(Recorded data)
════════
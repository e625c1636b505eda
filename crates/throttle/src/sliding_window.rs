//! Sliding window rate limiting.

use std::collections::VecDeque;
use std::time::{Duration, Instant};

use parking_lot::Mutex;

use crate::{Acquire, RateLimiter};

/// Sliding window limiter: at most `limit` admissions in any rolling
/// window of the configured length.
///
/// Keeps an ordered log of admission timestamps and purges entries older
/// than `now - window` on every check, so the guarantee is exact: no
/// rolling window of length `window` ever observes more than `limit`
/// admitted requests.
#[derive(Debug)]
pub struct SlidingWindow {
    limit: u32,
    window: Duration,
    admissions: Mutex<VecDeque<Instant>>,
}

impl SlidingWindow {
    pub fn new(limit: u32, window: Duration) -> Self {
        Self {
            limit,
            window,
            admissions: Mutex::new(VecDeque::new()),
        }
    }
}

impl RateLimiter for SlidingWindow {
    fn try_acquire_at(&self, cost: u32, now: Instant) -> Acquire {
        let mut admissions = self.admissions.lock();

        // Purge entries that have left the rolling window.
        let cutoff = now.checked_sub(self.window);
        if let Some(cutoff) = cutoff {
            while admissions.front().is_some_and(|at| *at <= cutoff) {
                admissions.pop_front();
            }
        }

        let in_window = admissions.len() as u32;
        if cost > self.limit {
            return Acquire::oversized(u64::from(self.limit - in_window));
        }

        if in_window + cost <= self.limit {
            for _ in 0..cost {
                admissions.push_back(now);
            }
            Acquire::admitted(u64::from(self.limit - in_window - cost))
        } else {
            // The request fits once enough of the oldest admissions expire.
            let must_expire = (in_window + cost - self.limit) as usize;
            let retry_after = admissions
                .get(must_expire - 1)
                .map(|oldest| (*oldest + self.window).saturating_duration_since(now))
                .unwrap_or(Duration::ZERO);
            Acquire::denied(u64::from(self.limit - in_window), retry_after)
        }
    }
}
════════
_ACTIVITY_
Give only a number, the count of lines above that include the string "oldest".

_ANSWER TO THIS EXERCISE_
2